[Dataset records]:

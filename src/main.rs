use anyhow::{Context, Result};
use clap::Parser;
use todoterm::cli::Cli;
use todoterm::config::Config;
use todoterm::ui;

#[tokio::main]
async fn main() -> Result<()> {
    let cli = Cli::parse();

    if let Some(path) = cli.generate_config {
        Config::generate_default_config(&path)?;
        return Ok(());
    }

    let config = match cli.config {
        Some(path) => Config::load_from_file(&path)
            .with_context(|| format!("Failed to load config from {}", path.display()))?,
        None => Config::load()?,
    };

    // Run the TUI application
    ui::run_app(config).await?;

    Ok(())
}
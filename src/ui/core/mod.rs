//! Core UI functionality for the todoterm application.
//!
//! This module contains the fundamental building blocks for the user interface:
//! actions, the component abstraction, terminal event polling and the
//! background request runner.
//!
//! # Module Components
//!
//! - [`actions`] - Action definitions and UI state transitions
//! - [`component`] - Base component trait and rendering abstractions
//! - [`event_handler`] - Terminal event polling
//! - [`task_manager`] - Background execution of controller commands
//!
//! # Architecture
//!
//! 1. **Components** implement the [`Component`] trait for consistent rendering
//! 2. **Actions** describe user intents and finished requests
//! 3. **Events** are read through the [`EventHandler`]
//! 4. **Requests** run asynchronously via the [`TaskManager`] and come back as actions

pub mod actions;
pub mod component;
pub mod event_handler;
pub mod task_manager;

// Re-export core types for easier access from other modules
pub use actions::{Action, DialogType};
pub use component::Component;
pub use event_handler::{EventHandler, EventType};
pub use task_manager::{JobId, TaskManager};
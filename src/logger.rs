use anyhow::{Context, Result};
use chrono::Utc;
use std::path::PathBuf;
use std::sync::{Arc, Mutex};

/// Shared logger that can be used across the application.
///
/// Entries are kept in memory for the logs dialog and forwarded to the `log`
/// facade. When file logging is enabled a `fern` dispatch writes every `log`
/// record to [`Logger::get_log_file_path`].
#[derive(Clone)]
pub struct Logger {
    logs: Arc<Mutex<Vec<String>>>,
    enabled: bool,
}

impl Logger {
    pub fn new() -> Self {
        Self {
            logs: Arc::new(Mutex::new(Vec::new())),
            enabled: false,
        }
    }

    /// Build a logger from the `[logging]` section.
    pub fn from_config(enabled: bool) -> Result<Self> {
        if enabled {
            Self::init_file_logging()?;
        }

        Ok(Self {
            logs: Arc::new(Mutex::new(Vec::new())),
            enabled,
        })
    }

    /// Whether records are also written to the log file
    pub fn is_enabled(&self) -> bool {
        self.enabled
    }

    /// Add a log entry
    pub fn log(&self, message: String) {
        log::info!("{}", message);

        let timestamp = Utc::now().format("%H:%M:%S%.3f").to_string();
        let formatted_message = format!("[{}] {}", timestamp, message);

        if let Ok(mut logs) = self.logs.lock() {
            logs.push(formatted_message);
        }
    }

    /// Get all logs sorted by date (newest first)
    pub fn get_logs(&self) -> Vec<String> {
        if let Ok(logs) = self.logs.lock() {
            let mut sorted_logs = logs.clone();
            sorted_logs.reverse();
            sorted_logs
        } else {
            Vec::new()
        }
    }

    /// Clear all logs
    pub fn clear(&self) {
        if let Ok(mut logs) = self.logs.lock() {
            logs.clear();
        }
    }

    /// Location of the log file
    pub fn get_log_file_path() -> Result<PathBuf> {
        dirs::data_local_dir()
            .ok_or_else(|| anyhow::anyhow!("Could not determine data directory"))
            .map(|dir| dir.join("todoterm").join("todoterm.log"))
    }

    fn init_file_logging() -> Result<()> {
        let path = Self::get_log_file_path()?;
        if let Some(parent) = path.parent() {
            std::fs::create_dir_all(parent)
                .with_context(|| format!("Failed to create log directory: {}", parent.display()))?;
        }

        let file = fern::log_file(&path).with_context(|| format!("Failed to open log file: {}", path.display()))?;

        let dispatch = fern::Dispatch::new()
            .format(|out, message, record| {
                out.finish(format_args!(
                    "{} [{}] {}: {}",
                    chrono::Local::now().format("%Y-%m-%d %H:%M:%S%.3f"),
                    record.level(),
                    record.target(),
                    message
                ))
            })
            .level(log::LevelFilter::Debug)
            .level_for("hyper_util", log::LevelFilter::Warn)
            .level_for("reqwest", log::LevelFilter::Info)
            .chain(file);

        // A global logger may already be installed (e.g. a second Logger in
        // the same process); keep the existing one.
        if dispatch.apply().is_err() {
            log::debug!("Global logger already installed, reusing it");
        }
        Ok(())
    }
}

impl Default for Logger {
    fn default() -> Self {
        Self::new()
    }
}
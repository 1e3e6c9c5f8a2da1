#![allow(dead_code)]

use async_trait::async_trait;
use std::sync::Mutex;
use todoterm::backend::{Backend, BackendError, BackendTask, CreatedTask, TaskPayload};

/// In-memory backend that records every call.
#[derive(Default)]
pub struct MockBackend {
    pub tasks: Vec<BackendTask>,
    pub fail_with: Option<BackendError>,
    pub calls: Mutex<Vec<String>>,
    pub payloads: Mutex<Vec<TaskPayload>>,
}

impl MockBackend {
    pub fn with_tasks(tasks: Vec<BackendTask>) -> Self {
        Self {
            tasks,
            ..Self::default()
        }
    }

    pub fn failing(error: BackendError) -> Self {
        Self {
            fail_with: Some(error),
            ..Self::default()
        }
    }

    pub fn calls(&self) -> Vec<String> {
        self.calls.lock().unwrap().clone()
    }

    fn record(&self, call: String) -> Result<(), BackendError> {
        self.calls.lock().unwrap().push(call);
        match &self.fail_with {
            Some(error) => Err(error.clone()),
            None => Ok(()),
        }
    }
}

#[async_trait]
impl Backend for MockBackend {
    fn backend_type(&self) -> &str {
        "mock"
    }

    fn user_id(&self) -> u64 {
        1
    }

    async fn fetch_tasks(&self, limit: u32) -> Result<Vec<BackendTask>, BackendError> {
        self.record(format!("fetch {}", limit))?;
        Ok(self.tasks.iter().take(limit as usize).cloned().collect())
    }

    async fn create_task(&self, payload: TaskPayload) -> Result<CreatedTask, BackendError> {
        self.record(format!("create {}", payload.title))?;
        let created = CreatedTask {
            id: Some(201),
            title: Some(payload.title.clone()),
            completed: Some(payload.completed),
        };
        self.payloads.lock().unwrap().push(payload);
        Ok(created)
    }

    async fn update_task(&self, id: u64, payload: TaskPayload) -> Result<(), BackendError> {
        self.record(format!("update {}", id))?;
        self.payloads.lock().unwrap().push(payload);
        Ok(())
    }

    async fn delete_task(&self, id: u64) -> Result<(), BackendError> {
        self.record(format!("delete {}", id))
    }
}

pub fn remote(id: u64, title: &str, completed: bool) -> BackendTask {
    BackendTask {
        id,
        title: title.to_string(),
        completed,
    }
}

[Work to complete]: Your task is to reproduce all the data exactly as shown.

[Solution for this task]:
filename src/main.rs
use anyhow::{Context, Result};
use clap::Parser;
use todoterm::cli::Cli;
use todoterm::config::Config;
use todoterm::ui;

#[tokio::main]
async fn main() -> Result<()> {
    let cli = Cli::parse();

    if let Some(path) = cli.generate_config {
        Config::generate_default_config(&path)?;
        return Ok(());
    }

    let config = match cli.config {
        Some(path) => Config::load_from_file(&path)
            .with_context(|| format!("Failed to load config from {}", path.display()))?,
        None => Config::load()?,
    };

    // Run the TUI application
    ui::run_app(config).await?;

    Ok(())
}
filename src/ui/core/mod.rs
//! Core UI functionality for the todoterm application.
//!
//! This module contains the fundamental building blocks for the user interface:
//! actions, the component abstraction, terminal event polling and the
//! background request runner.
//!
//! # Module Components
//!
//! - [`actions`] - Action definitions and UI state transitions
//! - [`component`] - Base component trait and rendering abstractions
//! - [`event_handler`] - Terminal event polling
//! - [`task_manager`] - Background execution of controller commands
//!
//! # Architecture
//!
//! 1. **Components** implement the [`Component`] trait for consistent rendering
//! 2. **Actions** describe user intents and finished requests
//! 3. **Events** are read through the [`EventHandler`]
//! 4. **Requests** run asynchronously via the [`TaskManager`] and come back as actions

pub mod actions;
pub mod component;
pub mod event_handler;
pub mod task_manager;

// Re-export core types for easier access from other modules
pub use actions::{Action, DialogType};
pub use component::Component;
pub use event_handler::{EventHandler, EventType};
pub use task_manager::{JobId, TaskManager};
filename src/logger.rs
use anyhow::{Context, Result};
use chrono::Utc;
use std::path::PathBuf;
use std::sync::{Arc, Mutex};

/// Shared logger that can be used across the application.
///
/// Entries are kept in memory for the logs dialog and forwarded to the `log`
/// facade. When file logging is enabled a `fern` dispatch writes every `log`
/// record to [`Logger::get_log_file_path`].
#[derive(Clone)]
pub struct Logger {
    logs: Arc<Mutex<Vec<String>>>,
    enabled: bool,
}

impl Logger {
    pub fn new() -> Self {
        Self {
            logs: Arc::new(Mutex::new(Vec::new())),
            enabled: false,
        }
    }

    /// Build a logger from the `[logging]` section.
    pub fn from_config(enabled: bool) -> Result<Self> {
        if enabled {
            Self::init_file_logging()?;
        }

        Ok(Self {
            logs: Arc::new(Mutex::new(Vec::new())),
            enabled,
        })
    }

    /// Whether records are also written to the log file
    pub fn is_enabled(&self) -> bool {
        self.enabled
    }

    /// Add a log entry
    pub fn log(&self, message: String) {
        log::info!("{}", message);

        let timestamp = Utc::now().format("%H:%M:%S%.3f").to_string();
        let formatted_message = format!("[{}] {}", timestamp, message);

        if let Ok(mut logs) = self.logs.lock() {
            logs.push(formatted_message);
        }
    }

    /// Get all logs sorted by date (newest first)
    pub fn get_logs(&self) -> Vec<String> {
        if let Ok(logs) = self.logs.lock() {
            let mut sorted_logs = logs.clone();
            sorted_logs.reverse();
            sorted_logs
        } else {
            Vec::new()
        }
    }

    /// Clear all logs
    pub fn clear(&self) {
        if let Ok(mut logs) = self.logs.lock() {
            logs.clear();
        }
    }

    /// Location of the log file
    pub fn get_log_file_path() -> Result<PathBuf> {
        dirs::data_local_dir()
            .ok_or_else(|| anyhow::anyhow!("Could not determine data directory"))
            .map(|dir| dir.join("todoterm").join("todoterm.log"))
    }

    fn init_file_logging() -> Result<()> {
        let path = Self::get_log_file_path()?;
        if let Some(parent) = path.parent() {
            std::fs::create_dir_all(parent)
                .with_context(|| format!("Failed to create log directory: {}", parent.display()))?;
        }

        let file = fern::log_file(&path).with_context(|| format!("Failed to open log file: {}", path.display()))?;

        let dispatch = fern::Dispatch::new()
            .format(|out, message, record| {
                out.finish(format_args!(
                    "{} [{}] {}: {}",
                    chrono::Local::now().format("%Y-%m-%d %H:%M:%S%.3f"),
                    record.level(),
                    record.target(),
                    message
                ))
            })
            .level(log::LevelFilter::Debug)
            .level_for("hyper_util", log::LevelFilter::Warn)
            .level_for("reqwest", log::LevelFilter::Info)
            .chain(file);

        // A global logger may already be installed (e.g. a second Logger in
        // the same process); keep the existing one.
        if dispatch.apply().is_err() {
            log::debug!("Global logger already installed, reusing it");
        }
        Ok(())
    }
}

impl Default for Logger {
    fn default() -> Self {
        Self::new()
    }
}
repository 1e3e6c9c5f8a2da1
#![allow(dead_code)]

use async_trait::async_trait;
use std::sync::Mutex;
use todoterm::backend::{Backend, BackendError, BackendTask, CreatedTask, TaskPayload};

/// In-memory backend that records every call.
#[derive(Default)]
pub struct MockBackend {
    pub tasks: Vec<BackendTask>,
    pub fail_with: Option<BackendError>,
    pub calls: Mutex<Vec<String>>,
    pub payloads: Mutex<Vec<TaskPayload>>,
}

impl MockBackend {
    pub fn with_tasks(tasks: Vec<BackendTask>) -> Self {
        Self {
            tasks,
            ..Self::default()
        }
    }

    pub fn failing(error: BackendError) -> Self {
        Self {
            fail_with: Some(error),
            ..Self::default()
        }
    }

    pub fn calls(&self) -> Vec<String> {
        self.calls.lock().unwrap().clone()
    }

    fn record(&self, call: String) -> Result<(), BackendError> {
        self.calls.lock().unwrap().push(call);
        match &self.fail_with {
            Some(error) => Err(error.clone()),
            None => Ok(()),
        }
    }
}

#[async_trait]
impl Backend for MockBackend {
    fn backend_type(&self) -> &str {
        "mock"
    }

    fn user_id(&self) -> u64 {
        1
    }

    async fn fetch_tasks(&self, limit: u32) -> Result<Vec<BackendTask>, BackendError> {
        self.record(format!("fetch {}", limit))?;
        Ok(self.tasks.iter().take(limit as usize).cloned().collect())
    }

    async fn create_task(&self, payload: TaskPayload) -> Result<CreatedTask, BackendError> {
        self.record(format!("create {}", payload.title))?;
        let created = CreatedTask {
            id: Some(201),
            title: Some(payload.title.clone()),
            completed: Some(payload.completed),
        };
        self.payloads.lock().unwrap().push(payload);
        Ok(created)
    }

    async fn update_task(&self, id: u64, payload: TaskPayload) -> Result<(), BackendError> {
        self.record(format!("update {}", id))?;
        self.payloads.lock().unwrap().push(payload);
        Ok(())
    }

    async fn delete_task(&self, id: u64) -> Result<(), BackendError> {
        self.record(format!("delete {}", id))
    }
}

pub fn remote(id: u64, title: &str, completed: bool) -> BackendTask {
    BackendTask {
        id,
        title: title.to_string(),
        completed,
    }
}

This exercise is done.